Check each line of the listing below for the word "HashSet" and say how many lines have it. Nothing else should be written.

══════════

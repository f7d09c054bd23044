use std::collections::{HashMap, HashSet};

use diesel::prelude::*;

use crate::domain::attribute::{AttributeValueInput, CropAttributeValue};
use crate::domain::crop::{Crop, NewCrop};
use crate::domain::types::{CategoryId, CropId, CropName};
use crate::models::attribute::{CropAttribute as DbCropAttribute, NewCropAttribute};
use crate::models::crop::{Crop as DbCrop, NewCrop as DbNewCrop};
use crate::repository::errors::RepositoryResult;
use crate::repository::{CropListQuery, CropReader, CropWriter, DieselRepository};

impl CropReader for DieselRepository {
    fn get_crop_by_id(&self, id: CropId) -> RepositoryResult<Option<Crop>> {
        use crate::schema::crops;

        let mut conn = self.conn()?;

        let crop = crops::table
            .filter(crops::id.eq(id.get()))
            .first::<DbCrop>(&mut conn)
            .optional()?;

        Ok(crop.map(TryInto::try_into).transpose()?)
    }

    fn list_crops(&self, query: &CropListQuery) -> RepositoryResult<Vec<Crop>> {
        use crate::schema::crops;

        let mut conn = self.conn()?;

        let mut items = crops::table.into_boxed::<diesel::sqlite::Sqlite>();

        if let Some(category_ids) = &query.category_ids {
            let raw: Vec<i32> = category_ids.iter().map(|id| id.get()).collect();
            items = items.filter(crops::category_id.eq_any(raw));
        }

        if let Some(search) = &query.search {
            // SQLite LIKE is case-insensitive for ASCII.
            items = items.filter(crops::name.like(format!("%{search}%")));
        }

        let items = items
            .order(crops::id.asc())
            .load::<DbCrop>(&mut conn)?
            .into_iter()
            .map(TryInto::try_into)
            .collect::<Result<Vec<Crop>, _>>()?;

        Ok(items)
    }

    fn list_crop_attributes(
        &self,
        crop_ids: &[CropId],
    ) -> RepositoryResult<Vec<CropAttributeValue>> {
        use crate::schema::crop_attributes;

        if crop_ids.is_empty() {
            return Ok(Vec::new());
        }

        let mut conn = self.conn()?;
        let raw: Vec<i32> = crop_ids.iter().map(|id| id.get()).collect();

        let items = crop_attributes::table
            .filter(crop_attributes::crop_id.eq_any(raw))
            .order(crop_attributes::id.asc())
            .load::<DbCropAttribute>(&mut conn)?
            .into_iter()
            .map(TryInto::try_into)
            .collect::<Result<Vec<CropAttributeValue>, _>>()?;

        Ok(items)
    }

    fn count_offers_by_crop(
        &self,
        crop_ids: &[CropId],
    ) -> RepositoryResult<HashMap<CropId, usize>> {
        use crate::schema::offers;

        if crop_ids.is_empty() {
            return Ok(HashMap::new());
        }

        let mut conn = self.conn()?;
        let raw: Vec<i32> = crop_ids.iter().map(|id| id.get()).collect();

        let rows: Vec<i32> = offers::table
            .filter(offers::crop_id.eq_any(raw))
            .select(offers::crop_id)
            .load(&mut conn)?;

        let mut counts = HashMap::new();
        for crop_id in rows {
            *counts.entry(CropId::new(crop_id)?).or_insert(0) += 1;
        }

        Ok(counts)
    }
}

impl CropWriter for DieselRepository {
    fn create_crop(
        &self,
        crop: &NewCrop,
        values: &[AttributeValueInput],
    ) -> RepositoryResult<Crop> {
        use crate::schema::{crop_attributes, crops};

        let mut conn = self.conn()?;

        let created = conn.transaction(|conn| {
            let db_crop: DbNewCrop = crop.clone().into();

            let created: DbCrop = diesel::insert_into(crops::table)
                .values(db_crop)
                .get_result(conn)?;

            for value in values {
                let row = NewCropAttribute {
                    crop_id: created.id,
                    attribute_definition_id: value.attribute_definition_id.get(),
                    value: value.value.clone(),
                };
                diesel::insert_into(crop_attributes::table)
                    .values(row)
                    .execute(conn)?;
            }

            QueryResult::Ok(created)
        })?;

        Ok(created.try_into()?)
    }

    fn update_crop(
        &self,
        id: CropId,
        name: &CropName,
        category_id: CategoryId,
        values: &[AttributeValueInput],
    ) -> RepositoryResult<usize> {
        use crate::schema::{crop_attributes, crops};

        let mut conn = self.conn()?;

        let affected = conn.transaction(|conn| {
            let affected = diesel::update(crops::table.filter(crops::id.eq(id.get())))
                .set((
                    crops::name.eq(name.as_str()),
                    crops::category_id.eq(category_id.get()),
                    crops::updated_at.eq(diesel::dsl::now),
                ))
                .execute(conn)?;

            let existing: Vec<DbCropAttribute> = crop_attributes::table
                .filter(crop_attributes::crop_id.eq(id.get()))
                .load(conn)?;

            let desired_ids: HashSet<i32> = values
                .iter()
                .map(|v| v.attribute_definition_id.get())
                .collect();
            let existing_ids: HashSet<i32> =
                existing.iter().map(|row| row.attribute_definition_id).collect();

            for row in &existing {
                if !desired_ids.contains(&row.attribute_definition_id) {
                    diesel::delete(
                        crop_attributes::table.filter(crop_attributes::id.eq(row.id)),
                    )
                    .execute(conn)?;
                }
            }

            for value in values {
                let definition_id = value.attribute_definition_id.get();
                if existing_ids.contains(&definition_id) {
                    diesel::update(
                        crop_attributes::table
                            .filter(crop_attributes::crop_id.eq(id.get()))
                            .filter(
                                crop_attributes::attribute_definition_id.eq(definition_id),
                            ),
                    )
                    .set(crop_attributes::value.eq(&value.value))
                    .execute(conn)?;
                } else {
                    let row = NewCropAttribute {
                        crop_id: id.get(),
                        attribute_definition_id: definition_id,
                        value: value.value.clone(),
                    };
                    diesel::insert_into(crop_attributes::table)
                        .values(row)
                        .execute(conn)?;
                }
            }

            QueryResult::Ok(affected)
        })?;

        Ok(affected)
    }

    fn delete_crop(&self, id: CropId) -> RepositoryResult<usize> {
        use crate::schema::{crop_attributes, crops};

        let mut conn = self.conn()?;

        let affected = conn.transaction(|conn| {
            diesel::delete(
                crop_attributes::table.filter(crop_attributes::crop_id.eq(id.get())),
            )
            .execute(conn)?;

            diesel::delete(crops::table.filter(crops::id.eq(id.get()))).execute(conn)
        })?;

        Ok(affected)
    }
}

══════════

Your response:
3